Lawrence v. Peters

 
UNITED STATES COURT OF APPEALS


FOR THE TENTH CIRCUIT







THOMAS R. LAWRENCE,

Plaintiff-Appellant,

v.

ALAN J. PETERS; BRENDA TAYLOR; LARRY POZNER,

Defendants-Appellees.




No. 99-1448


(D.C. No. 98-D-1401)


(D. Colo.)




ORDER AND JUDGMENT(*)




Before KELLY, McKAY, and
HENRY, Circuit Judges.




After examining the briefs and appellate record, this panel has determined
unanimously that oral argument would not materially assist the determination of
this appeal. See Fed. R. App. P. 34(a)(2); 10th Cir. R. 34.1(G). The
case is therefore ordered submitted without oral argument.

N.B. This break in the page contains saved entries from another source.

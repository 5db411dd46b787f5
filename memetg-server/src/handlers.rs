use crate::AppState;
use axum::extract::{Query, State};
use axum::response::{IntoResponse, Response};
use axum::Json;
use http::{header, HeaderValue, StatusCode};
use memetg_rs::{ImageSource, MemetgError};
use serde::Deserialize;
use serde_json::json;
use tracing::{error, info, warn};

#[derive(Debug, Default, Deserialize)]
pub struct SearchParams {
    pub name: Option<String>,
}

#[derive(Debug, Default, Deserialize)]
pub struct ProxyParams {
    pub url: Option<String>,
}

fn error_response(status: StatusCode, message: impl Into<String>) -> Response {
    (status, Json(json!({ "error": message.into() }))).into_response()
}

pub async fn method_not_allowed() -> Response {
    error_response(StatusCode::METHOD_NOT_ALLOWED, "Method not allowed")
}

/// `GET /api/search?name=...`
pub async fn search(State(state): State<AppState>, Query(params): Query<SearchParams>) -> Response {
    let Some(name) = params.name.filter(|name| !name.is_empty()) else {
        return error_response(StatusCode::BAD_REQUEST, "Card name is required");
    };

    match state.upstream.fetch_named(&name).await {
        Ok(card) => (StatusCode::OK, Json(card)).into_response(),
        Err(MemetgError::UpstreamStatus { status, .. }) => {
            warn!("Card lookup for {:?} returned status {}", name, status);
            error_response(StatusCode::INTERNAL_SERVER_ERROR, "Failed to fetch card data")
        }
        Err(err) => {
            error!("Card lookup for {:?} failed: {}", name, err);
            error_response(StatusCode::INTERNAL_SERVER_ERROR, err.to_string())
        }
    }
}

/// `GET /api/proxy-image?url=...`
pub async fn proxy_image(
    State(state): State<AppState>,
    Query(params): Query<ProxyParams>,
) -> Response {
    let Some(url) = params.url.filter(|url| !url.is_empty()) else {
        return error_response(StatusCode::BAD_REQUEST, "URL parameter is required");
    };

    match state.upstream.fetch_image(&url).await {
        Ok(image) => {
            let content_type = image
                .content_type
                .as_deref()
                .and_then(|value| HeaderValue::from_str(value).ok())
                .unwrap_or(HeaderValue::from_static("application/octet-stream"));
            info!("Relayed {} bytes from {}", image.bytes.len(), url);
            (
                StatusCode::OK,
                [
                    (header::CONTENT_TYPE, content_type),
                    (header::CACHE_CONTROL, state.cache_control.clone()),
                ],
                image.bytes,
            )
                .into_response()
        }
        Err(MemetgError::UpstreamStatus { status, reason }) => {
            let status = StatusCode::from_u16(status).unwrap_or(StatusCode::BAD_GATEWAY);
            error_response(status, format!("Failed to fetch image: {reason}"))
        }
        Err(err) => {
            error!("Error proxying image {}: {}", url, err);
            error_response(StatusCode::INTERNAL_SERVER_ERROR, "Failed to proxy image")
        }
    }
}
use clap::ValueEnum;
use tracing::Subscriber;
use tracing_subscriber::EnvFilter;

#[derive(Debug, Clone, Copy, PartialEq, Eq, Default, ValueEnum)]
pub enum LogFormat {
    #[default]
    Text,
    Json,
}

/// Install the global subscriber and route `log` records into it.
///
/// `RUST_LOG` overrides the default `info` filter.
pub fn init_tracing(format: LogFormat) -> anyhow::Result<()> {
    tracing_log::LogTracer::init()?;

    let filter = EnvFilter::try_from_default_env()
        .unwrap_or_else(|_| EnvFilter::new("info,tower_http=debug"));
    let builder = tracing_subscriber::fmt().with_env_filter(filter);
    let subscriber: Box<dyn Subscriber + Send + Sync> = match format {
        LogFormat::Text => Box::new(builder.finish()),
        LogFormat::Json => Box::new(builder.json().finish()),
    };
    tracing::subscriber::set_global_default(subscriber)?;
    Ok(())
}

Thomas R. Lawrence, a chiropractor indicted for medicare fraud, brought an
action for extortion and for declaratory and injunctive relief against Brenda
Taylor, the federal prosecuting attorney, Alan J. Peters, the federal
investigator assigned to prepare the criminal case against Mr. Lawrence, and
Larry Pozner, Mr. Lawrence’s own defense attorney. He alleged that the
defendants conspired to violate his constitutional rights and violated the
federal Racketeer Influenced and Corrupt Organization Act (RICO) statutes. He
also requested a show cause order as to why defendant Taylor should not be
disciplined and an order requiring her to explain how she determined that his
indictment should allege Medicare/Medicaid overbilling of $219,000 instead of a
lesser amount.

The district court dismissed the entire action pursuant to Fed. R. Civ. P.
12(b)(6) for several reasons. We review the court’s dismissal of the complaint
de novo, accepting as true all well-pleaded allegations and affirming
only if it appears beyond doubt that Mr. Lawrence “can prove no set of facts in
support of his claim which would entitle him to relief.” Sutton v. Utah
State Sch. for the Deaf & Blind
, 173 F.3d 1226, 1236 (10th Cir. 1999)
(quotation omitted).

Using this standard, we have carefully reviewed the district court’s order,
and for substantially the same reasons as stated in that order, we affirm the
dismissal of Mr. Lawrence’s suit. The district court attempted to explain to Mr.
Lawrence at a hearing that his criminal trial was the proper forum in which to
litigate the allegations in the indictment, and the government correctly argued
that Mr. Lawrence’s complaint simply prematurely alleged a malicious prosecution
case before he had established in his criminal trial that the allegations were
unfounded. See Taylor v. Meacham, 82 F.3d 1556, 1561 (10th Cir. 1996)
(holding that in order to maintain a malicious prosecution claim under ? 1983,
plaintiff must allege facts tending to prove the common law elements of
malicious prosecution and that his Fourth Amendment right to be free from
unreasonable seizure has been violated); Walford v. Blinder, Robinson &
Co.
, 793 P.2d 620, 623 (Colo. Ct. App. 1990) (setting forth essential
elements of malicious prosecution claim in Colorado: (1) defendant was a party
to or assisted in a criminal or civil proceeding against the plaintiff; (2) the
proceeding was resolved in favor of plaintiff; (3) there was no probable cause
for the proceeding; (4) the defendant was actuated by malice in instituting the
proceedings; and (5) the plaintiff was damaged thereby). Contrary to Mr.
Lawrence’s claim, the district court did not take the position that a
prosecuting attorney “who places a completely false figure . . . on an
indictment . . . in order to render a defendant in terrorem is not
guilty of anything.” Appellant’s Br. at 6 (emphasis in original).

We also reject Mr. Lawrence’s claim that the court’s use of the word
“possible” in a sentence describing Ms. Taylor’s participation in the criminal
case proves that the district court’s order was written either by a law clerk
without knowledge of the true facts or as a result of the court’s bias against
pro se litigants. See id. at 3. The context clearly indicates that the
court was describing who the defendants in the lawsuit were, with the word
“possible” explaining that Ms. Taylor’s job initially was to determine whether
criminal charges against Mr. Lawrence should be filed.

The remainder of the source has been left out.